Abstracts

Altered thalamic resting-state functional connectivity in patients with secondarily generalized neocortical seizures

Abstract number : 3.226
Submission category : 5. Neuro Imaging
Year : 2015
Submission ID : 2328212
Source : www.aesnet.org
Presentation date : 12/7/2015 12:00:00 AM
Published date : Nov 13, 2015, 12:43 PM

Authors :
Y. Hsin, S. Peng

Rationale: Thalamocortical network has been hypothesized to play a crucial role in the fundamental pathogenesis underlying secondary generalization of focal seizures. This study aimed to explore whether thalamic resting-state functional connectivity (FC) is altered in patients with non-lesional neocortical epilepsy and with secondary generalization of seizures.Methods: Resting-state functional magnetic resonance imaging (MRI) data were obtained from 16 patients with focal neocortical seizures and 16 healthy controls.

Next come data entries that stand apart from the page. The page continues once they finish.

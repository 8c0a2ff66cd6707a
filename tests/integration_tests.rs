//! Integration tests for argonchat
//!
//! A small in-process SAM bridge stands in for the I2P router: it mints
//! destinations, binds sessions, and splices a `STREAM CONNECT` socket onto the
//! matching `STREAM ACCEPT` socket.

use std::collections::HashMap;
use std::sync::Arc;
use std::time::Duration;

use tokio::io::{AsyncReadExt, AsyncWriteExt, BufReader};
use tokio::net::{TcpListener, TcpStream};
use tokio::sync::{oneshot, Mutex};

use argonchat::chat::{
    create_room, join_room, ChatConfig, ChatError, ChatEvent, ChatSession, CloseReason,
    MessageCipher, MessageMode, Opened, SecureCodec,
};
use argonchat::crypto::vault::{self, EncryptedKeyBlob, KdfParams, VaultError};
use argonchat::crypto::{EncryptionEngine, KeyPair, X25519Engine};
use argonchat::keychain::{KeyKind, Keychain};
use argonchat::sam::ControlError;

/// Cheap KDF parameters; the blob format is unchanged.
fn fast_kdf() -> KdfParams {
    KdfParams {
        time_cost: 1,
        memory_kib: 64,
        parallelism: 1,
    }
}

#[derive(Default)]
struct BridgeState {
    next_dest: u32,
    /// private destination -> public destination
    dests: HashMap<String, String>,
    /// token -> public destination
    sessions: HashMap<String, String>,
    /// public destination -> waiting acceptor
    acceptors: HashMap<String, oneshot::Sender<(TcpStream, String)>>,
}

/// Starts the bridge and returns its address.
async fn start_bridge() -> String {
    let listener = TcpListener::bind("127.0.0.1:0").await.unwrap();
    let addr = listener.local_addr().unwrap().to_string();
    let state = Arc::new(Mutex::new(BridgeState::default()));

    tokio::spawn(async move {
        loop {
            let (socket, _) = match listener.accept().await {
                Ok(conn) => conn,
                Err(_) => return,
            };
            tokio::spawn(serve(socket, Arc::clone(&state)));
        }
    });
    addr
}

/// Reads one line without buffering past it.
async fn read_line(socket: &mut TcpStream) -> Option<String> {
    let mut line = Vec::new();
    loop {
        let mut byte = [0u8; 1];
        match socket.read(&mut byte).await {
            Ok(1) if byte[0] == b'\n' => return String::from_utf8(line).ok(),
            Ok(1) => line.push(byte[0]),
            _ => return None,
        }
    }
}

fn field<'a>(line: &'a str, key: &str) -> Option<&'a str> {
    line.split_whitespace()
        .find_map(|word| word.strip_prefix(key)?.strip_prefix('='))
}

async fn serve(mut socket: TcpStream, state: Arc<Mutex<BridgeState>>) {
    while let Some(line) = read_line(&mut socket).await {
        let reply = if line.starts_with("HELLO VERSION") {
            "HELLO REPLY RESULT=OK VERSION=3.3\n".to_string()
        } else if line.starts_with("DEST GENERATE") {
            let mut state = state.lock().await;
            state.next_dest += 1;
            let public = format!("pub{}AAAA~", state.next_dest);
            let private = format!("priv{}BBBB~", state.next_dest);
            state.dests.insert(private.clone(), public.clone());
            format!("DEST REPLY PUB={} PRIV={}\n", public, private)
        } else if line.starts_with("SESSION CREATE") {
            let mut state = state.lock().await;
            let token = field(&line, "ID").unwrap_or_default().to_string();
            let private = field(&line, "DESTINATION").unwrap_or_default();
            match state.dests.get(private).cloned() {
                Some(public) if !state.sessions.contains_key(&token) => {
                    state.sessions.insert(token, public);
                    "SESSION STATUS RESULT=OK\n".to_string()
                }
                Some(_) => "SESSION STATUS RESULT=DUPLICATED_ID\n".to_string(),
                None => "SESSION STATUS RESULT=INVALID_KEY\n".to_string(),
            }
        } else if line.starts_with("STREAM ACCEPT") {
            let token = field(&line, "ID").unwrap_or_default().to_string();
            let (tx, rx) = oneshot::channel();
            {
                let mut state = state.lock().await;
                let Some(public) = state.sessions.get(&token).cloned() else {
                    let _ = socket
                        .write_all(b"STREAM STATUS RESULT=INVALID_ID\n")
                        .await;
                    return;
                };
                state.acceptors.insert(public, tx);
            }
            if socket.write_all(b"STREAM STATUS RESULT=OK\n").await.is_err() {
                return;
            }
            if let Ok((mut peer, from)) = rx.await {
                let announce = format!("{} FROM_PORT=0 TO_PORT=0\n", from);
                if socket.write_all(announce.as_bytes()).await.is_ok() {
                    let _ = tokio::io::copy_bidirectional(&mut socket, &mut peer).await;
                }
            }
            return;
        } else if line.starts_with("STREAM CONNECT") {
            let token = field(&line, "ID").unwrap_or_default().to_string();
            let target = field(&line, "DESTINATION").unwrap_or_default().to_string();
            let mut state = state.lock().await;
            let from = state.sessions.get(&token).cloned();
            match (from, state.acceptors.remove(&target)) {
                (Some(from), Some(acceptor)) => {
                    drop(state);
                    if socket.write_all(b"STREAM STATUS RESULT=OK\n").await.is_ok() {
                        let _ = acceptor.send((socket, from));
                    }
                    return;
                }
                _ => "STREAM STATUS RESULT=CANT_REACH_PEER MESSAGE=\"no listener\"\n".to_string(),
            }
        } else {
            "ERROR RESULT=I2P_ERROR\n".to_string()
        };

        if socket.write_all(reply.as_bytes()).await.is_err() {
            return;
        }
    }
}

fn config_for(addr: &str) -> ChatConfig {
    ChatConfig {
        router_addr: addr.to_string(),
        accept_wait_secs: 5,
        poll_interval_ms: 100,
        kdf: fast_kdf(),
        ..Default::default()
    }
}

/// Host and guest meet through the bridge and exchange encrypted messages.
#[tokio::test]
async fn test_two_peers_chat_through_router() {
    let addr = start_bridge().await;
    let config = config_for(&addr);

    let host_keys = KeyPair::generate();
    let guest_keys = KeyPair::generate();

    let (dest_tx, dest_rx) = oneshot::channel();
    let host_config = config.clone();
    let host_cipher = MessageCipher::encrypted(
        X25519Engine,
        host_keys.secret_key().clone(),
        *guest_keys.public_key(),
    );
    let host = tokio::spawn(async move {
        let (room, stream) = create_room(&host_config, |dest| {
            let _ = dest_tx.send(dest.to_string());
        })
        .await
        .unwrap();
        assert!(room.token().starts_with("host_"));
        assert!(stream.peer().unwrap().starts_with("pub"));

        let mut session = ChatSession::new(stream, host_cipher);
        let (_input, input_rx) = tokio::io::duplex(64);
        let mut events = Vec::new();
        let reason = session
            .run(BufReader::new(input_rx), std::future::pending(), |e| {
                events.push(e.clone())
            })
            .await
            .unwrap();
        room.close().await.unwrap();
        (reason, events)
    });

    let destination = dest_rx.await.unwrap();
    let (room, stream) = join_room(&config, &destination).await.unwrap();
    assert!(room.token().starts_with("client_"));

    let guest_cipher = MessageCipher::encrypted(
        X25519Engine,
        guest_keys.secret_key().clone(),
        *host_keys.public_key(),
    );
    let mut session = ChatSession::new(stream, guest_cipher);
    let (mut input, input_rx) = tokio::io::duplex(256);
    input.write_all(b"hello host\n\nsecond line\n").await.unwrap();

    // Leave shortly after the host has shown up.
    let (seen_tx, seen_rx) = oneshot::channel();
    let mut seen_tx = Some(seen_tx);
    let leave = async move {
        let _ = seen_rx.await;
        tokio::time::sleep(Duration::from_millis(300)).await;
    };
    let reason = session
        .run(BufReader::new(input_rx), leave, |e| {
            if *e == ChatEvent::PeerConnected {
                if let Some(tx) = seen_tx.take() {
                    let _ = tx.send(());
                }
            }
        })
        .await
        .unwrap();
    assert_eq!(reason, CloseReason::Interrupted);
    room.close().await.unwrap();

    let (host_reason, host_events) = tokio::time::timeout(Duration::from_secs(10), host)
        .await
        .unwrap()
        .unwrap();
    assert_eq!(host_reason, CloseReason::PeerDisconnected);
    assert_eq!(host_events[0], ChatEvent::PeerConnected);

    let texts: Vec<&str> = host_events
        .iter()
        .filter_map(|e| match e {
            ChatEvent::Message { text, .. } => Some(text.as_str()),
            _ => None,
        })
        .collect();
    assert_eq!(texts, ["hello host", "second line"]);
}

/// Nobody connects: the host gives up after the wait budget.
#[tokio::test]
async fn test_host_times_out_without_peer() {
    let addr = start_bridge().await;
    let config = ChatConfig {
        accept_wait_secs: 2,
        poll_interval_ms: 1000,
        ..config_for(&addr)
    };

    let started = std::time::Instant::now();
    let result = create_room(&config, |_| {}).await;
    let elapsed = started.elapsed();

    assert!(matches!(
        result,
        Err(ChatError::Control(ControlError::Timeout(_)))
    ));
    assert!(elapsed >= Duration::from_millis(1900));
    assert!(elapsed < Duration::from_secs(5));
}

/// Joining a destination nobody listens on fails with the router's message.
#[tokio::test]
async fn test_join_unknown_destination() {
    let addr = start_bridge().await;
    let result = join_room(&config_for(&addr), "nobody-here").await;

    match result {
        Err(ChatError::Control(ControlError::Protocol(message))) => {
            assert!(message.contains("CANT_REACH_PEER"));
            assert!(message.contains("no listener"));
        }
        other => panic!("unexpected result: {:?}", other.map(|_| ())),
    }
}

/// No router at all.
#[tokio::test]
async fn test_router_unreachable() {
    let listener = TcpListener::bind("127.0.0.1:0").await.unwrap();
    let addr = listener.local_addr().unwrap().to_string();
    drop(listener);

    let result = join_room(&config_for(&addr), "whatever").await;
    assert!(matches!(result, Err(ChatError::Control(ControlError::Io(_)))));
}

/// Plaintext mode needs no keys and still frames messages.
#[tokio::test]
async fn test_plaintext_mode_through_router() {
    let addr = start_bridge().await;
    let config = ChatConfig {
        message_mode: MessageMode::Plaintext,
        ..config_for(&addr)
    };
    assert!(!config.is_encrypted());

    let (dest_tx, dest_rx) = oneshot::channel();
    let host_config = config.clone();
    let host = tokio::spawn(async move {
        let (_room, stream) = create_room(&host_config, |d| {
            let _ = dest_tx.send(d.to_string());
        })
        .await
        .unwrap();
        let (mut reader, _writer) = stream.into_split();
        let mut received = Vec::new();
        reader.read_to_end(&mut received).await.unwrap();
        received
    });

    let destination = dest_rx.await.unwrap();
    let (_room, stream) = join_room(&config, &destination).await.unwrap();
    let mut session: ChatSession<X25519Engine> = ChatSession::new(stream, MessageCipher::Plaintext);
    session
        .run(BufReader::new(&b"in the clear\n"[..]), std::future::pending(), |_| {})
        .await
        .unwrap();

    let received = host.await.unwrap();
    assert_eq!(&received[..4], &[0, 0, 0, 0]);
    assert_eq!(&received[4..8], &12u32.to_be_bytes());
    assert_eq!(&received[8..], b"in the clear");
}

/// Key generated, protected, stored in a keychain, unlocked, and used.
#[test]
fn test_vault_keychain_and_codec() {
    let dir = tempfile::tempdir().unwrap();
    let mut keychain = Keychain::open(dir.path()).unwrap();
    let engine = X25519Engine;

    let keypair = KeyPair::generate();
    let blob = vault::protect(keypair.armored_secret().as_bytes(), "correct horse", &fast_kdf())
        .unwrap();
    let key_path = keychain.dir(KeyKind::Private).join("me.bin");
    blob.save(&key_path).unwrap();
    std::fs::write(
        keychain.dir(KeyKind::Public).join("me.asc"),
        keypair.armored_public(),
    )
    .unwrap();

    assert_eq!(keychain.sync().unwrap(), 2);
    keychain.bind_alias(1001, "main").unwrap();
    keychain.bind_alias(2001, "me").unwrap();

    let resolved = keychain.resolve(KeyKind::Private, None).unwrap();
    assert_eq!(resolved, key_path);

    let material = vault::unlock_file(&resolved, "correct horse", &fast_kdf()).unwrap();
    let secret = engine
        .parse_secret_key(material.expose_str().unwrap())
        .unwrap();
    let public_armor =
        std::fs::read_to_string(keychain.resolve(KeyKind::Public, Some("me")).unwrap()).unwrap();
    let public = engine.parse_public_key(&public_armor).unwrap();

    let codec = SecureCodec::new(engine);
    let frame = codec.seal(b"note to self", &public).unwrap();
    assert_eq!(
        codec.open(&frame, &secret).unwrap(),
        Opened::Plaintext(b"note to self".to_vec())
    );

    assert!(matches!(
        vault::unlock_file(&resolved, "wrong horse", &fast_kdf()),
        Err(VaultError::AuthenticationFailed)
    ));
}

/// The persisted blob layout is salt || nonce || ciphertext+tag.
#[test]
fn test_blob_layout_on_disk() {
    let dir = tempfile::tempdir().unwrap();
    let path = dir.path().join("k.bin");

    let blob = vault::protect(b"0123456789", "pw", &fast_kdf()).unwrap();
    blob.save(&path).unwrap();

    let bytes = std::fs::read(&path).unwrap();
    assert_eq!(bytes.len(), 16 + 12 + 10 + 16);
    assert_eq!(&bytes[..16], blob.salt());
    assert_eq!(&bytes[16..28], blob.nonce());

    let reloaded = EncryptedKeyBlob::load(&path).unwrap();
    assert_eq!(reloaded, blob);

    std::fs::write(&path, &bytes[..28]).unwrap();
    assert!(matches!(
        vault::unlock_file(&path, "pw", &fast_kdf()),
        Err(VaultError::AuthenticationFailed)
    ));
}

All patients had normal structural MRIs and were categorized into benign epilepsy for receiving monotherapy and limited numbers of generalized convulsions. Whole-brain voxel-wise analyses were applied to extract the thalamic resting-state functional networks. The altered FC pattern in epileptic patients was evaluated in comparison to normal subjects.Results: Compared to the healthy controls, the left inferior temporal gyrus, left middle frontal gyrus, right inferior frontal gyrus (triangular part), and right superior frontal gyrus (dorsolateral) exhibited increased FC with the thalamus (p<0.05, AlphaSim corrected, cluster size>54) in the patients with SGNS. The right insula and right median cingulate and paracingulate gyri exhibited decreased FC with the thalamus (p<0.05, AlphaSim corrected, cluster size>54).Conclusions: Even our patients have rare generalized seizures, their thalamo-default mode network still has certain degrees of anomaly. These results highlight the functional importance of the thalamus in epilepsies.